Stored items:
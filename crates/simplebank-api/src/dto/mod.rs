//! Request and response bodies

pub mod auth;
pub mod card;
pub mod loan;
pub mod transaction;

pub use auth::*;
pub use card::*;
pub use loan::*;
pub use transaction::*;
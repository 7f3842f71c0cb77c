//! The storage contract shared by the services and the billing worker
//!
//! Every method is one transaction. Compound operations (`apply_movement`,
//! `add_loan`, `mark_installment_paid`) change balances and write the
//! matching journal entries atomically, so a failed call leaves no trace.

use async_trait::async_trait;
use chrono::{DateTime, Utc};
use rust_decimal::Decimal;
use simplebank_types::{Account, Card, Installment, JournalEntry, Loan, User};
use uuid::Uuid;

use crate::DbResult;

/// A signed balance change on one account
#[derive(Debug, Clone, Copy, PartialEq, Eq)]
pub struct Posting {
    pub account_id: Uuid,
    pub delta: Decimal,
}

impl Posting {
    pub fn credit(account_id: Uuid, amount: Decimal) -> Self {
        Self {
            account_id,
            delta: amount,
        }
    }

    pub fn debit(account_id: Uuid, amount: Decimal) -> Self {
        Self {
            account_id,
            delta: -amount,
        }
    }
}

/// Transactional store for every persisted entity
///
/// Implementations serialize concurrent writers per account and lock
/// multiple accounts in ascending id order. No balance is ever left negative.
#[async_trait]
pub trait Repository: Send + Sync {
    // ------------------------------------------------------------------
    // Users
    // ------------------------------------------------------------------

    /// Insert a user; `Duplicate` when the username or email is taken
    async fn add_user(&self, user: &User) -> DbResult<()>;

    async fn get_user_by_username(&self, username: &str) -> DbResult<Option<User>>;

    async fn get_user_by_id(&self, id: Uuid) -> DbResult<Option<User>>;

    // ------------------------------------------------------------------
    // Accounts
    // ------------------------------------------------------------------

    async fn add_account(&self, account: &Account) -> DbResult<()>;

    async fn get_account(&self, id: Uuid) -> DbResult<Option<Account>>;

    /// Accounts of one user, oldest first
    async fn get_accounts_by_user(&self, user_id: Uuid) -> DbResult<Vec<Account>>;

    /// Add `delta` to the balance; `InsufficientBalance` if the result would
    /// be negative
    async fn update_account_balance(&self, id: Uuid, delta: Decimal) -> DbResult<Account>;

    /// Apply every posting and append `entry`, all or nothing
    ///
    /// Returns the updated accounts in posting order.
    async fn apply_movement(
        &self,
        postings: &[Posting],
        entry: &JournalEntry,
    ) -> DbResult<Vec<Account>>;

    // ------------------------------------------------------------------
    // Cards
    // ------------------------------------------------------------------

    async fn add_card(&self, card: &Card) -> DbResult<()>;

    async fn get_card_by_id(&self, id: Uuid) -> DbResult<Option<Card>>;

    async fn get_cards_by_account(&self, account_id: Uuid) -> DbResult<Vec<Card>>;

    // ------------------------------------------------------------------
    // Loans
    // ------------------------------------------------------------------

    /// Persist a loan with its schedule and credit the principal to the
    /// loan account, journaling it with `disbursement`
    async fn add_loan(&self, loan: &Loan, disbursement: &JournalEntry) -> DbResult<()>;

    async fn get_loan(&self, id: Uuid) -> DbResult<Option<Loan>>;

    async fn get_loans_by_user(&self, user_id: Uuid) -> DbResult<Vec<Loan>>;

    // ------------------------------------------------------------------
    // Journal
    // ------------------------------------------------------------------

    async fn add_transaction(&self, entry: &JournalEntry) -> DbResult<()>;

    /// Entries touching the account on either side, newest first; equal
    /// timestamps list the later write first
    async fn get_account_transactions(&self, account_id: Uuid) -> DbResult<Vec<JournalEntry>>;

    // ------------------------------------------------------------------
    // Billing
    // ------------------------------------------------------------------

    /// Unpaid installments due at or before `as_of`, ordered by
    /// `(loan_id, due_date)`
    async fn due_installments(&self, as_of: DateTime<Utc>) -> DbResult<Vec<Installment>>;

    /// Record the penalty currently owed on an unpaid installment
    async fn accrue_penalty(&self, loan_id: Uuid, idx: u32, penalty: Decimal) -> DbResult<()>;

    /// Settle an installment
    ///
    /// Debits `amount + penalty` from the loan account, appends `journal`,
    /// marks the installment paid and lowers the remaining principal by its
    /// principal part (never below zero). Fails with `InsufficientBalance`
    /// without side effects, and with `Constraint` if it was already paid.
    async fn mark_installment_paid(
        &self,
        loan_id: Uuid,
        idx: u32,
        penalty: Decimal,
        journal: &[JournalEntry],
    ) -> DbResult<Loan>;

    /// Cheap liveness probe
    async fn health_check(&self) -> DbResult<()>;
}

**WORK INSTRUCTION:** Return every line above exactly as it stands.

**SOLVED PROBLEM:**
filename crates/simplebank-api/src/dto/mod.rs
//! Request and response bodies

pub mod auth;
pub mod card;
pub mod loan;
pub mod transaction;

pub use auth::*;
pub use card::*;
pub use loan::*;
pub use transaction::*;
repository 7f3842f71c0cb77c
//! The storage contract shared by the services and the billing worker
//!
//! Every method is one transaction. Compound operations (`apply_movement`,
//! `add_loan`, `mark_installment_paid`) change balances and write the
//! matching journal entries atomically, so a failed call leaves no trace.

use async_trait::async_trait;
use chrono::{DateTime, Utc};
use rust_decimal::Decimal;
use simplebank_types::{Account, Card, Installment, JournalEntry, Loan, User};
use uuid::Uuid;

use crate::DbResult;

/// A signed balance change on one account
#[derive(Debug, Clone, Copy, PartialEq, Eq)]
pub struct Posting {
    pub account_id: Uuid,
    pub delta: Decimal,
}

impl Posting {
    pub fn credit(account_id: Uuid, amount: Decimal) -> Self {
        Self {
            account_id,
            delta: amount,
        }
    }

    pub fn debit(account_id: Uuid, amount: Decimal) -> Self {
        Self {
            account_id,
            delta: -amount,
        }
    }
}

/// Transactional store for every persisted entity
///
/// Implementations serialize concurrent writers per account and lock
/// multiple accounts in ascending id order. No balance is ever left negative.
#[async_trait]
pub trait Repository: Send + Sync {
    // ------------------------------------------------------------------
    // Users
    // ------------------------------------------------------------------

    /// Insert a user; `Duplicate` when the username or email is taken
    async fn add_user(&self, user: &User) -> DbResult<()>;

    async fn get_user_by_username(&self, username: &str) -> DbResult<Option<User>>;

    async fn get_user_by_id(&self, id: Uuid) -> DbResult<Option<User>>;

    // ------------------------------------------------------------------
    // Accounts
    // ------------------------------------------------------------------

    async fn add_account(&self, account: &Account) -> DbResult<()>;

    async fn get_account(&self, id: Uuid) -> DbResult<Option<Account>>;

    /// Accounts of one user, oldest first
    async fn get_accounts_by_user(&self, user_id: Uuid) -> DbResult<Vec<Account>>;

    /// Add `delta` to the balance; `InsufficientBalance` if the result would
    /// be negative
    async fn update_account_balance(&self, id: Uuid, delta: Decimal) -> DbResult<Account>;

    /// Apply every posting and append `entry`, all or nothing
    ///
    /// Returns the updated accounts in posting order.
    async fn apply_movement(
        &self,
        postings: &[Posting],
        entry: &JournalEntry,
    ) -> DbResult<Vec<Account>>;

    // ------------------------------------------------------------------
    // Cards
    // ------------------------------------------------------------------

    async fn add_card(&self, card: &Card) -> DbResult<()>;

    async fn get_card_by_id(&self, id: Uuid) -> DbResult<Option<Card>>;

    async fn get_cards_by_account(&self, account_id: Uuid) -> DbResult<Vec<Card>>;

    // ------------------------------------------------------------------
    // Loans
    // ------------------------------------------------------------------

    /// Persist a loan with its schedule and credit the principal to the
    /// loan account, journaling it with `disbursement`
    async fn add_loan(&self, loan: &Loan, disbursement: &JournalEntry) -> DbResult<()>;

    async fn get_loan(&self, id: Uuid) -> DbResult<Option<Loan>>;

    async fn get_loans_by_user(&self, user_id: Uuid) -> DbResult<Vec<Loan>>;

    // ------------------------------------------------------------------
    // Journal
    // ------------------------------------------------------------------

    async fn add_transaction(&self, entry: &JournalEntry) -> DbResult<()>;

    /// Entries touching the account on either side, newest first; equal
    /// timestamps list the later write first
    async fn get_account_transactions(&self, account_id: Uuid) -> DbResult<Vec<JournalEntry>>;

    // ------------------------------------------------------------------
    // Billing
    // ------------------------------------------------------------------

    /// Unpaid installments due at or before `as_of`, ordered by
    /// `(loan_id, due_date)`
    async fn due_installments(&self, as_of: DateTime<Utc>) -> DbResult<Vec<Installment>>;

    /// Record the penalty currently owed on an unpaid installment
    async fn accrue_penalty(&self, loan_id: Uuid, idx: u32, penalty: Decimal) -> DbResult<()>;

    /// Settle an installment
    ///
    /// Debits `amount + penalty` from the loan account, appends `journal`,
    /// marks the installment paid and lowers the remaining principal by its
    /// principal part (never below zero). Fails with `InsufficientBalance`
    /// without side effects, and with `Constraint` if it was already paid.
    async fn mark_installment_paid(
        &self,
        loan_id: Uuid,
        idx: u32,
        penalty: Decimal,
        journal: &[JournalEntry],
    ) -> DbResult<Loan>;

    /// Cheap liveness probe
    async fn health_check(&self) -> DbResult<()>;
}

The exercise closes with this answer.